The high incidence of amyloidosis-associated diseases, represented by alzheimer's disease, and the inability to completely treat them have received much attention. Based on the existing studies, many amyloidosis such as type II diabetes, Alzheimer's Disease (AD), Parkinson's Disease, etc. are caused by amyloid (polypeptide) misfolding and abnormal self-assembly aggregation. The amyloid protein (polypeptide) aggregation fiber tangle in a patient is one of the characteristics of diseases, the self-assembly aggregation and protein fiber formation process of the amyloid protein (polypeptide) is the process of abnormally aggregating the amyloid protein (polypeptide) from soluble and unstructured protein monomers into insoluble amyloid protein fibers rich in beta-sheet structures, the amyloid protein fibers (such as the amyloid protein in a type II diabetic patient) in the patient cannot be cleared timely, and the fiber tangle formed by mass deposition causes the damage of tissue functions.

Therefore, the inhibitor and the method which can reduce, inhibit and even reverse amyloid aggregation fibers rich in beta-sheet structures have wide application prospects in the aspects of pathogenesis research and potential treatment.

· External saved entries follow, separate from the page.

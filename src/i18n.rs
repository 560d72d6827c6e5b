use std::collections::HashMap;
use std::fs;
use std::path::Path;
use sys_locale::get_locale;

/// 문자열 키를 모아두는 네임스페이스.
pub mod keys {
    pub const ERROR_PREFIX: &str = "general.error_prefix";
    pub const APP_EXIT: &str = "general.app_exit";
    pub const HISTORY_NOT_SAVED: &str = "general.history_not_saved";

    pub const MAIN_MENU_TITLE: &str = "main_menu.title";
    pub const MAIN_MENU_CONVERT: &str = "main_menu.convert";
    pub const MAIN_MENU_HISTORY: &str = "main_menu.history";
    pub const MAIN_MENU_CLEAR_HISTORY: &str = "main_menu.clear_history";
    pub const MAIN_MENU_SETTINGS: &str = "main_menu.settings";
    pub const MAIN_MENU_EXIT: &str = "main_menu.exit";
    pub const PROMPT_MENU_SELECT: &str = "prompt.menu_select";
    pub const INVALID_SELECTION_RETRY: &str = "error.invalid_selection_retry";

    pub const CONVERT_HEADING: &str = "convert.heading";
    pub const CONVERT_OPTIONS: &str = "convert.options";
    pub const CONVERT_PROMPT_CATEGORY: &str = "convert.prompt_category";
    pub const CONVERT_PROMPT_VALUE: &str = "convert.prompt_value";
    pub const CONVERT_PROMPT_FROM_UNIT: &str = "convert.prompt_from_unit";
    pub const CONVERT_PROMPT_TO_UNIT: &str = "convert.prompt_to_unit";
    pub const CONVERT_RESULT: &str = "convert.result";
    pub const CONVERT_UNSUPPORTED: &str = "convert.unsupported";
    pub const CONVERT_UNITS_LABEL: &str = "convert.units_label";

    pub const HISTORY_HEADING: &str = "history.heading";
    pub const HISTORY_EMPTY: &str = "history.empty";
    pub const HISTORY_CLEARED: &str = "history.cleared";
    pub const CLEAR_HEADING: &str = "clear.heading";

    pub const SETTINGS_HEADING: &str = "settings.heading";
    pub const SETTINGS_CURRENT_LANGUAGE: &str = "settings.current_language";
    pub const SETTINGS_OPTIONS: &str = "settings.options";
    pub const SETTINGS_PROMPT_CHANGE: &str = "settings.prompt_change";
    pub const SETTINGS_INVALID: &str = "settings.invalid";
    pub const SETTINGS_SAVED: &str = "settings.saved";

    pub const ERROR_INVALID_NUMBER: &str = "error.invalid_number";
    pub const ERROR_NEGATIVE_VALUE: &str = "error.negative_value";
}

#[derive(Debug, Clone, Copy, PartialEq, Eq)]
pub enum Language {
    Ko,
    En,
}

impl Language {
    fn from_code(code: &str) -> Self {
        let c = code.to_lowercase();
        if c.starts_with("en") {
            Language::En
        } else {
            Language::Ko
        }
    }

    pub fn as_code(&self) -> &'static str {
        match self {
            Language::Ko => "ko",
            Language::En => "en",
        }
    }
}

/// 런타임 언어 번들을 제공한다.
#[derive(Debug, Clone)]
pub struct Translator {
    lang: Language,
    overrides: Option<HashMap<String, String>>,
}

impl Translator {
    /// 언어 코드(ko/en)에 따라 번역기를 생성한다. 알 수 없는 코드는 ko로 폴백한다.
    pub fn new(lang_code: &str) -> Self {
        Self {
            lang: Language::from_code(lang_code),
            overrides: None,
        }
    }

    /// 언어 코드 + 언어팩 디렉터리(locales/ 등)를 받아서 번역기를 생성한다.
    /// 디렉터리가 없거나 파일이 없으면 내장 문자열만 사용한다.
    pub fn new_with_pack(lang_code: &str, pack_dir: Option<&str>) -> Self {
        let overrides = pack_dir
            .and_then(|dir| load_overrides(dir, lang_code))
            .or_else(|| load_overrides("locales", lang_code));
        Self {
            lang: Language::from_code(lang_code),
            overrides,
        }
    }

    pub fn language(&self) -> Language {
        self.lang
    }

    pub fn language_code(&self) -> &'static str {
        self.lang.as_code()
    }

    /// 키를 조회해 문자열을 반환한다. 언어팩에 없으면 None.
    pub fn lookup(&self, key: &str) -> Option<String> {
        self.overrides.as_ref().and_then(|m| m.get(key).cloned())
    }

    /// 번역을 가져온다. 영어 번역이 없으면 한국어 문자열을 폴백한다.
    pub fn t(&self, key: &str) -> String {
        if let Some(ref map) = self.overrides {
            if let Some(v) = map.get(key) {
                return v.clone();
            }
        }
        match self.lang {
            Language::En => en(key).unwrap_or_else(|| ko(key)).to_string(),
            Language::Ko => ko(key).to_string(),
        }
    }
}

/// CLI 플래그/설정/시스템 순으로 언어 코드를 결정한다.
pub fn resolve_language(cli_arg: &str, config_lang: Option<&str>) -> String {
    normalize_lang(cli_arg)
        .or_else(|| config_lang.and_then(normalize_lang))
        .or_else(detect_system_language)
        .unwrap_or_else(|| "en-us".to_string())
}

fn normalize_lang(code: &str) -> Option<String> {
    let c = code.trim().to_lowercase();
    match c.as_str() {
        "ko" => Some("ko".into()),
        "ko-kr" => Some("ko-kr".into()),
        "en" => Some("en".into()),
        "en-us" => Some("en-us".into()),
        "auto" | "" => None,
        other if other.starts_with("ko") => Some("ko".into()),
        other if other.starts_with("en") => Some("en-us".into()),
        _ => None,
    }
}

fn normalize_locale_string(loc: &str) -> Option<String> {
    let lang = loc
        .split(['.', '_', '-'])
        .next()
        .unwrap_or_default()
        .to_lowercase();
    match lang.as_str() {
        "ko" => Some("ko".into()),
        "en" => Some("en".into()),
        _ => None,
    }
}

/// 시스템 로케일에서 언어를 추정한다.
pub fn detect_system_language() -> Option<String> {
    if let Some(loc) = get_locale() {
        if let Some(lang) = normalize_locale_string(&loc) {
            return Some(lang);
        }
    }
    if let Ok(lang) = std::env::var("LANG") {
        if let Some(code) = normalize_locale_string(&lang) {
            return Some(code);
        }
    }
    if let Ok(lang) = std::env::var("LC_ALL") {
        if let Some(code) = normalize_locale_string(&lang) {
            return Some(code);
        }
    }
    None
}

/// TOML 기반 언어팩을 로드한다. 형식: key = "value" 로 구성된 플랫 맵.
fn load_overrides(dir: &str, lang: &str) -> Option<HashMap<String, String>> {
    let try_load = |code: &str| -> Option<HashMap<String, String>> {
        let path = Path::new(dir).join(format!("{code}.toml"));
        let content = fs::read_to_string(path).ok()?;
        parse_toml_to_map(&content)
    };

    // 1) full code (e.g., en-us)
    if let Some(map) = try_load(lang) {
        return Some(map);
    }
    // 2) base code (e.g., en)
    if let Some((base, _)) = lang.split_once(['-', '_']) {
        if let Some(map) = try_load(base) {
            return Some(map);
        }
    }
    None
}

fn parse_toml_to_map(src: &str) -> Option<HashMap<String, String>> {
    let value: toml::Value = toml::from_str(src).ok()?;
    let table = value.as_table()?;
    let mut map = HashMap::new();

    fn walk(prefix: &str, val: &toml::Value, out: &mut HashMap<String, String>) {
        match val {
            toml::Value::String(s) => {
                out.insert(prefix.to_string(), s.to_string());
            }
            toml::Value::Table(t) => {
                for (k, v) in t {
                    let key = if prefix.is_empty() {
                        k.clone()
                    } else {
                        format!("{prefix}.{k}")
                    };
                    walk(&key, v, out);
                }
            }
            _ => {}
        }
    }

    for (k, v) in table {
        walk(k, v, &mut map);
    }

    if map.is_empty() {
        None
    } else {
        Some(map)
    }
}

fn ko(key: &str) -> &'static str {
    use keys::*;
    match key {
        ERROR_PREFIX => "오류",
        APP_EXIT => "프로그램을 종료합니다.",
        HISTORY_NOT_SAVED => "경고: 변환 기록을 저장하지 못했습니다",
        MAIN_MENU_TITLE => "\n=== Universal Unit Converter ===",
        MAIN_MENU_CONVERT => "1) 단위 변환",
        MAIN_MENU_HISTORY => "2) 변환 기록 보기",
        MAIN_MENU_CLEAR_HISTORY => "3) 변환 기록 지우기",
        MAIN_MENU_SETTINGS => "4) 설정",
        MAIN_MENU_EXIT => "0) 종료",
        PROMPT_MENU_SELECT => "메뉴 선택: ",
        INVALID_SELECTION_RETRY => "잘못된 입력입니다. 다시 선택하세요.",
        CONVERT_HEADING => "\n-- 단위 변환 --",
        CONVERT_OPTIONS => "1) 길이  2) 무게  3) 부피  4) 온도  5) 속도  6) 시간",
        CONVERT_PROMPT_CATEGORY => "카테고리 번호를 입력: ",
        CONVERT_PROMPT_VALUE => "값 입력: ",
        CONVERT_PROMPT_FROM_UNIT => "입력 단위(ex: meter, celsius, km/h): ",
        CONVERT_PROMPT_TO_UNIT => "변환 단위(ex: foot, fahrenheit, mph): ",
        CONVERT_RESULT => "변환 결과:",
        CONVERT_UNSUPPORTED => "지원하지 않는 번호입니다.",
        CONVERT_UNITS_LABEL => "사용 가능한 단위:",
        HISTORY_HEADING => "\n-- 변환 기록 --",
        HISTORY_EMPTY => "변환 기록이 없습니다.",
        HISTORY_CLEARED => "변환 기록을 지웠습니다:",
        CLEAR_HEADING => "\n-- 변환 기록 지우기 --",
        SETTINGS_HEADING => "\n-- 설정 --",
        SETTINGS_CURRENT_LANGUAGE => "현재 언어:",
        SETTINGS_OPTIONS => "1) auto  2) ko-kr  3) en-us",
        SETTINGS_PROMPT_CHANGE => "변경할 번호(취소하려면 엔터): ",
        SETTINGS_INVALID => "잘못된 입력이므로 변경하지 않습니다.",
        SETTINGS_SAVED => "언어가 변경되었습니다:",
        ERROR_INVALID_NUMBER => "숫자를 입력하세요.",
        ERROR_NEGATIVE_VALUE => "0 이상의 값을 입력하세요.",
        _ => "[missing translation]",
    }
}

fn en(key: &str) -> Option<&'static str> {
    use keys::*;
    Some(match key {
        ERROR_PREFIX => "Error",
        APP_EXIT => "Exiting application.",
        HISTORY_NOT_SAVED => "Warning: conversion history was not saved",
        MAIN_MENU_TITLE => "\n=== Universal Unit Converter ===",
        MAIN_MENU_CONVERT => "1) Convert units",
        MAIN_MENU_HISTORY => "2) View conversion history",
        MAIN_MENU_CLEAR_HISTORY => "3) Clear conversion history",
        MAIN_MENU_SETTINGS => "4) Settings",
        MAIN_MENU_EXIT => "0) Exit",
        PROMPT_MENU_SELECT => "Select menu: ",
        INVALID_SELECTION_RETRY => "Invalid input. Please try again.",
        CONVERT_HEADING => "\n-- Unit Conversion --",
        CONVERT_OPTIONS => "1) Length  2) Weight  3) Volume  4) Temperature  5) Speed  6) Time",
        CONVERT_PROMPT_CATEGORY => "Enter category number: ",
        CONVERT_PROMPT_VALUE => "Value: ",
        CONVERT_PROMPT_FROM_UNIT => "From unit (ex: meter, celsius, km/h): ",
        CONVERT_PROMPT_TO_UNIT => "To unit (ex: foot, fahrenheit, mph): ",
        CONVERT_RESULT => "Result:",
        CONVERT_UNSUPPORTED => "Unsupported selection.",
        CONVERT_UNITS_LABEL => "Available units:",
        HISTORY_HEADING => "\n-- Conversion History --",
        HISTORY_EMPTY => "No conversion history available.",
        HISTORY_CLEARED => "Conversion history cleared:",
        CLEAR_HEADING => "\n-- Clear Conversion History --",
        SETTINGS_HEADING => "\n-- Settings --",
        SETTINGS_CURRENT_LANGUAGE => "Current language:",
        SETTINGS_OPTIONS => "1) auto  2) ko-kr  3) en-us",
        SETTINGS_PROMPT_CHANGE => "Enter number to change (enter to cancel): ",
        SETTINGS_INVALID => "Invalid input; language unchanged.",
        SETTINGS_SAVED => "Language changed to:",
        ERROR_INVALID_NUMBER => "Please enter a number.",
        ERROR_NEGATIVE_VALUE => "Please enter a value of 0 or more.",
        _ => return None,
    })
}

Many inhibitors have been used to regulate the formation of amyloid (polypeptide) fibrosis, such as carbon nanotubes and Graphene Oxide (GO). These inhibitors are believed to inhibit the aggregation process of amyloid (polypeptide) monomers, but most inhibitors do not break down aggregated protein fibrillar aggregates. In addition, although various enzymes including neprilysin, insulin-degrading enzyme and endothelin-converting enzyme have the ability to degrade amyloid a β (33-42) monomer, the above enzymes are not sensitive to more cytotoxic oligomers of amyloid (polypeptide), and are difficult to be applied to large-scale disease treatment due to the influence of various factors. Therefore, the development of a novel amyloid aggregation inhibitor for inhibiting and even eliminating aggregates degrading amyloid has great scientific research significance and social and economic values.

Disclosure of Invention

aiming at the defects in the prior art, the invention provides a noble metal nanoparticle/g-C3N 4 composite material, a preparation method and application thereof, wherein the noble metal nanoparticle/g-C3N 4 composite material can degrade amyloid aggregates under the condition of illumination, and provides a new treatment method for diseases caused by amyloid fibers.

The present invention achieves the above-described object by the following technical means.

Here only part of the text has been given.